The second bullet addresses "hot news," which is the idea of essentially stealing the idea of an story and taking all of the intellectual property -- even if the story is not republished -- without giving credit to the original source (for more information about it, check this out). Again, this is a legitimate concern if it were focused on bloggers or Web sites who steal stories and don't give any credit, but what this writer is focusing on is linking, or "linksploitation." This, as I understand it, is the use links by blogs to post new content. Again, this just sends readers to the original article. Sure, the blogs may sell ad space and make money off of this, but if readers are coming to the blogs first instead of the publications Web site, the blog must be doing something better. 

The last three bullets focus on the business side of newspapers. The writer believes that Congress should cut taxes on newspapers, get rid of ownership regulations and cut back on anti-trust legislation. Cutting taxes on papers would be nice and help in the short term, but if people still aren't reading, or, more importantly, if businesses stop buying advertisements, newspapers and magazine are just going to face this problem again in the future. The other two points are just absurd. Papers being bought out and creating larger media companies is part of what brought the media into this predicament in the first place. As I mentioned in an earlier post, it's the big companies that are in debt from buying so many newspapers that are causing all the staff cuts.
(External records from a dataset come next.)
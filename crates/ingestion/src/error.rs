//! Ingestion error types

use thiserror::Error;

/// Frame parse failure
///
/// Always recoverable: the line is discarded and the stream continues.
#[derive(Debug, Clone, PartialEq, Eq, Error)]
pub enum ParseError {
    /// No `{...}` span in the line (boot banners, debug prints)
    #[error("no JSON object found in line")]
    NoJsonFound,

    /// JSON span present but undecodable or with a wrongly typed field
    #[error("malformed JSON: {0}")]
    MalformedJson(String),

    /// Required field absent
    #[error("missing required field '{0}'")]
    MissingField(String),
}

impl ParseError {
    /// Short label for logs and metrics
    pub fn kind(&self) -> &'static str {
        match self {
            Self::NoJsonFound => "no_json",
            Self::MalformedJson(_) => "malformed_json",
            Self::MissingField(_) => "missing_field",
        }
    }

    /// Benign noise rather than protocol drift
    pub fn is_noise(&self) -> bool {
        matches!(self, Self::NoJsonFound)
    }
}

/// Device link error
#[derive(Debug, Error)]
pub enum LinkError {
    /// Channel could not be opened
    #[error("failed to connect to '{address}': {message}")]
    Connect { address: String, message: String },

    /// I/O failure on an open channel
    #[error("io error on '{address}': {source}")]
    Io {
        address: String,
        #[source]
        source: std::io::Error,
    },

    /// Operation needs a connected link
    #[error("link '{0}' is not connected")]
    NotConnected(String),

    /// Reading loop already running
    #[error("link '{0}' is already reading")]
    AlreadyReading(String),
}

impl LinkError {
    /// Create connect error
    pub fn connect(address: impl Into<String>, message: impl ToString) -> Self {
        Self::Connect {
            address: address.into(),
            message: message.to_string(),
        }
    }

    /// Create io error
    pub fn io(address: impl Into<String>, source: std::io::Error) -> Self {
        Self::Io {
            address: address.into(),
            source,
        }
    }
}

/// Ingestion Result type alias
pub type Result<T> = std::result::Result<T, LinkError>;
Kirk Ross of the Carrboro Citizen said that this is the main problem with newspapers now. The News & Observer in Raleigh is a great newspaper in a great market but is facing tremendous cuts because its parent company is in so much debt. That is why small, independent newspapers are fairing better right now. 

The bottom line is that media companies seem to be missing the point entirely. By pointing fingers and asking for handouts, they are sidestepping the problem. Mass media needs an overhaul and it needs it now. There is a reason that readers are bypassing traditional media and going to blogs and other Web sites: they're doing it better. They have a better model that people like. Now newspapers need to adapt. If Congress were to pass a law diminishing the antitrust regulations on media, and all the publications worked together and set prices it would just further their demise. As Yglesias points out:
"Papers would take advantage of the new cartelization situation to restore profitability based on their existing readership base. But younger people would continue to read non-cartelized media—everything from Think Progress and Talking Points Memo and the Huffington Post and the Center for Independent Media to the BBC and NPR. Newspapers would find themselves even more deeply locked into a business model dependent on a literally dying customer base."
I agree that traditional media holds an important role in American life. But, at the same time, it's on the media companies to fulfill this responsibility to play this role and provide the people with the information, entertainment and analysis that they desire. You can't just get mad at people who are doing it better. Do something about it.